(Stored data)
===

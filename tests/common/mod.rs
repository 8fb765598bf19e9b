#![allow(dead_code)]

use actix_http::Request;
use actix_web::body::MessageBody;
use actix_web::cookie::Cookie;
use actix_web::dev::{Service, ServiceResponse};
use actix_web::{test, web, App, Error};
use std::sync::Arc;

use todoforge::db::Database;
use todoforge::models::{User, UserLookup};
use todoforge::routes;
use todoforge::session::{MemorySessionStore, SessionStore, SESSION_COOKIE};
use todoforge::state::AppState;
use todoforge::views::{ViewComposer, HX_REQUEST};

pub const TITLE: &str = "Test To-Do";

/// Fresh state over an in-memory database and session store.
pub async fn test_state() -> web::Data<AppState> {
    test_state_with(Arc::new(MemorySessionStore::new())).await
}

pub async fn test_state_with(store: Arc<dyn SessionStore>) -> web::Data<AppState> {
    let db = Database::in_memory()
        .await
        .expect("Failed to open in-memory database");
    let views = ViewComposer::new(TITLE).expect("Templates failed to parse");
    web::Data::new(AppState::new(db, store, views, true))
}

pub async fn test_app(
    state: &web::Data<AppState>,
) -> impl Service<Request, Response = ServiceResponse<impl MessageBody>, Error = Error> {
    test::init_service(
        App::new()
            .app_data(state.clone())
            .configure(routes::config),
    )
    .await
}

pub async fn body_text<B: MessageBody>(resp: ServiceResponse<B>) -> String {
    let body = test::read_body(resp).await;
    String::from_utf8(body.to_vec()).expect("Body is not UTF-8")
}

pub fn session_cookie<B>(resp: &ServiceResponse<B>) -> Option<Cookie<'static>> {
    resp.response()
        .cookies()
        .find(|c| c.name() == SESSION_COOKIE)
        .map(|c| c.into_owned())
}

pub async fn get<S, B>(app: &S, uri: &str, cookie: Option<&Cookie<'static>>) -> ServiceResponse<B>
where
    S: Service<Request, Response = ServiceResponse<B>, Error = Error>,
{
    let mut req = test::TestRequest::get().uri(uri);
    if let Some(cookie) = cookie {
        req = req.cookie(cookie.clone());
    }
    test::call_service(app, req.to_request()).await
}

/// Same as [`get`] but flagged as an htmx request.
pub async fn hx_get<S, B>(app: &S, uri: &str, cookie: Option<&Cookie<'static>>) -> ServiceResponse<B>
where
    S: Service<Request, Response = ServiceResponse<B>, Error = Error>,
{
    let mut req = test::TestRequest::get()
        .uri(uri)
        .insert_header((HX_REQUEST, "true"));
    if let Some(cookie) = cookie {
        req = req.cookie(cookie.clone());
    }
    test::call_service(app, req.to_request()).await
}

fn form_request(
    uri: &str,
    cookie: Option<&Cookie<'static>>,
    form: &[(&str, &str)],
    htmx: bool,
) -> Request {
    let mut req = test::TestRequest::post().uri(uri).set_form(form);
    if htmx {
        req = req.insert_header((HX_REQUEST, "true"));
    }
    if let Some(cookie) = cookie {
        req = req.cookie(cookie.clone());
    }
    req.to_request()
}

/// Form post flagged as an htmx request, as the page's forms send it.
pub async fn post_form<S, B>(
    app: &S,
    uri: &str,
    cookie: Option<&Cookie<'static>>,
    form: &[(&str, &str)],
) -> ServiceResponse<B>
where
    S: Service<Request, Response = ServiceResponse<B>, Error = Error>,
{
    test::call_service(app, form_request(uri, cookie, form, true)).await
}

/// Form post from a browser without htmx.
pub async fn plain_post_form<S, B>(
    app: &S,
    uri: &str,
    cookie: Option<&Cookie<'static>>,
    form: &[(&str, &str)],
) -> ServiceResponse<B>
where
    S: Service<Request, Response = ServiceResponse<B>, Error = Error>,
{
    test::call_service(app, form_request(uri, cookie, form, false)).await
}

pub async fn register<S, B>(app: &S, username: &str, email: &str, password: &str) -> ServiceResponse<B>
where
    S: Service<Request, Response = ServiceResponse<B>, Error = Error>,
{
    post_form(
        app,
        "/register",
        None,
        &[("username", username), ("email", email), ("password", password)],
    )
    .await
}

pub async fn login<S, B>(app: &S, email: &str, password: &str) -> ServiceResponse<B>
where
    S: Service<Request, Response = ServiceResponse<B>, Error = Error>,
{
    post_form(app, "/login", None, &[("email", email), ("password", password)]).await
}

/// Registers and logs in a user, returning the account and its session cookie.
pub async fn signed_in_user<S, B>(
    app: &S,
    state: &web::Data<AppState>,
    username: &str,
    email: &str,
) -> (User, Cookie<'static>)
where
    S: Service<Request, Response = ServiceResponse<B>, Error = Error>,
{
    let resp = register(app, username, email, "pw").await;
    assert!(resp.status().is_success(), "register failed: {}", resp.status());

    let resp = login(app, email, "pw").await;
    let cookie = session_cookie(&resp).expect("Login did not set a session cookie");

    let user = state
        .db
        .find_user(UserLookup::Email(email))
        .await
        .expect("Failed to look up user")
        .expect("Registered user not found");
    (user, cookie)
}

===

Your objective>
Print the records above once again, exactly as written.

Exercise output>
filename tests/common/mod.rs
repository 8fb765598bf19e9b
#![allow(dead_code)]

use actix_http::Request;
use actix_web::body::MessageBody;
use actix_web::cookie::Cookie;
use actix_web::dev::{Service, ServiceResponse};
use actix_web::{test, web, App, Error};
use std::sync::Arc;

use todoforge::db::Database;
use todoforge::models::{User, UserLookup};
use todoforge::routes;
use todoforge::session::{MemorySessionStore, SessionStore, SESSION_COOKIE};
use todoforge::state::AppState;
use todoforge::views::{ViewComposer, HX_REQUEST};

pub const TITLE: &str = "Test To-Do";

/// Fresh state over an in-memory database and session store.
pub async fn test_state() -> web::Data<AppState> {
    test_state_with(Arc::new(MemorySessionStore::new())).await
}

pub async fn test_state_with(store: Arc<dyn SessionStore>) -> web::Data<AppState> {
    let db = Database::in_memory()
        .await
        .expect("Failed to open in-memory database");
    let views = ViewComposer::new(TITLE).expect("Templates failed to parse");
    web::Data::new(AppState::new(db, store, views, true))
}

pub async fn test_app(
    state: &web::Data<AppState>,
) -> impl Service<Request, Response = ServiceResponse<impl MessageBody>, Error = Error> {
    test::init_service(
        App::new()
            .app_data(state.clone())
            .configure(routes::config),
    )
    .await
}

pub async fn body_text<B: MessageBody>(resp: ServiceResponse<B>) -> String {
    let body = test::read_body(resp).await;
    String::from_utf8(body.to_vec()).expect("Body is not UTF-8")
}

pub fn session_cookie<B>(resp: &ServiceResponse<B>) -> Option<Cookie<'static>> {
    resp.response()
        .cookies()
        .find(|c| c.name() == SESSION_COOKIE)
        .map(|c| c.into_owned())
}

pub async fn get<S, B>(app: &S, uri: &str, cookie: Option<&Cookie<'static>>) -> ServiceResponse<B>
where
    S: Service<Request, Response = ServiceResponse<B>, Error = Error>,
{
    let mut req = test::TestRequest::get().uri(uri);
    if let Some(cookie) = cookie {
        req = req.cookie(cookie.clone());
    }
    test::call_service(app, req.to_request()).await
}

/// Same as [`get`] but flagged as an htmx request.
pub async fn hx_get<S, B>(app: &S, uri: &str, cookie: Option<&Cookie<'static>>) -> ServiceResponse<B>
where
    S: Service<Request, Response = ServiceResponse<B>, Error = Error>,
{
    let mut req = test::TestRequest::get()
        .uri(uri)
        .insert_header((HX_REQUEST, "true"));
    if let Some(cookie) = cookie {
        req = req.cookie(cookie.clone());
    }
    test::call_service(app, req.to_request()).await
}

fn form_request(
    uri: &str,
    cookie: Option<&Cookie<'static>>,
    form: &[(&str, &str)],
    htmx: bool,
) -> Request {
    let mut req = test::TestRequest::post().uri(uri).set_form(form);
    if htmx {
        req = req.insert_header((HX_REQUEST, "true"));
    }
    if let Some(cookie) = cookie {
        req = req.cookie(cookie.clone());
    }
    req.to_request()
}

/// Form post flagged as an htmx request, as the page's forms send it.
pub async fn post_form<S, B>(
    app: &S,
    uri: &str,
    cookie: Option<&Cookie<'static>>,
    form: &[(&str, &str)],
) -> ServiceResponse<B>
where
    S: Service<Request, Response = ServiceResponse<B>, Error = Error>,
{
    test::call_service(app, form_request(uri, cookie, form, true)).await
}

/// Form post from a browser without htmx.
pub async fn plain_post_form<S, B>(
    app: &S,
    uri: &str,
    cookie: Option<&Cookie<'static>>,
    form: &[(&str, &str)],
) -> ServiceResponse<B>
where
    S: Service<Request, Response = ServiceResponse<B>, Error = Error>,
{
    test::call_service(app, form_request(uri, cookie, form, false)).await
}

pub async fn register<S, B>(app: &S, username: &str, email: &str, password: &str) -> ServiceResponse<B>
where
    S: Service<Request, Response = ServiceResponse<B>, Error = Error>,
{
    post_form(
        app,
        "/register",
        None,
        &[("username", username), ("email", email), ("password", password)],
    )
    .await
}

pub async fn login<S, B>(app: &S, email: &str, password: &str) -> ServiceResponse<B>
where
    S: Service<Request, Response = ServiceResponse<B>, Error = Error>,
{
    post_form(app, "/login", None, &[("email", email), ("password", password)]).await
}

/// Registers and logs in a user, returning the account and its session cookie.
pub async fn signed_in_user<S, B>(
    app: &S,
    state: &web::Data<AppState>,
    username: &str,
    email: &str,
) -> (User, Cookie<'static>)
where
    S: Service<Request, Response = ServiceResponse<B>, Error = Error>,
{
    let resp = register(app, username, email, "pw").await;
    assert!(resp.status().is_success(), "register failed: {}", resp.status());

    let resp = login(app, email, "pw").await;
    let cookie = session_cookie(&resp).expect("Login did not set a session cookie");

    let user = state
        .db
        .find_user(UserLookup::Email(email))
        .await
        .expect("Failed to look up user")
        .expect("Registered user not found");
    (user, cookie)
}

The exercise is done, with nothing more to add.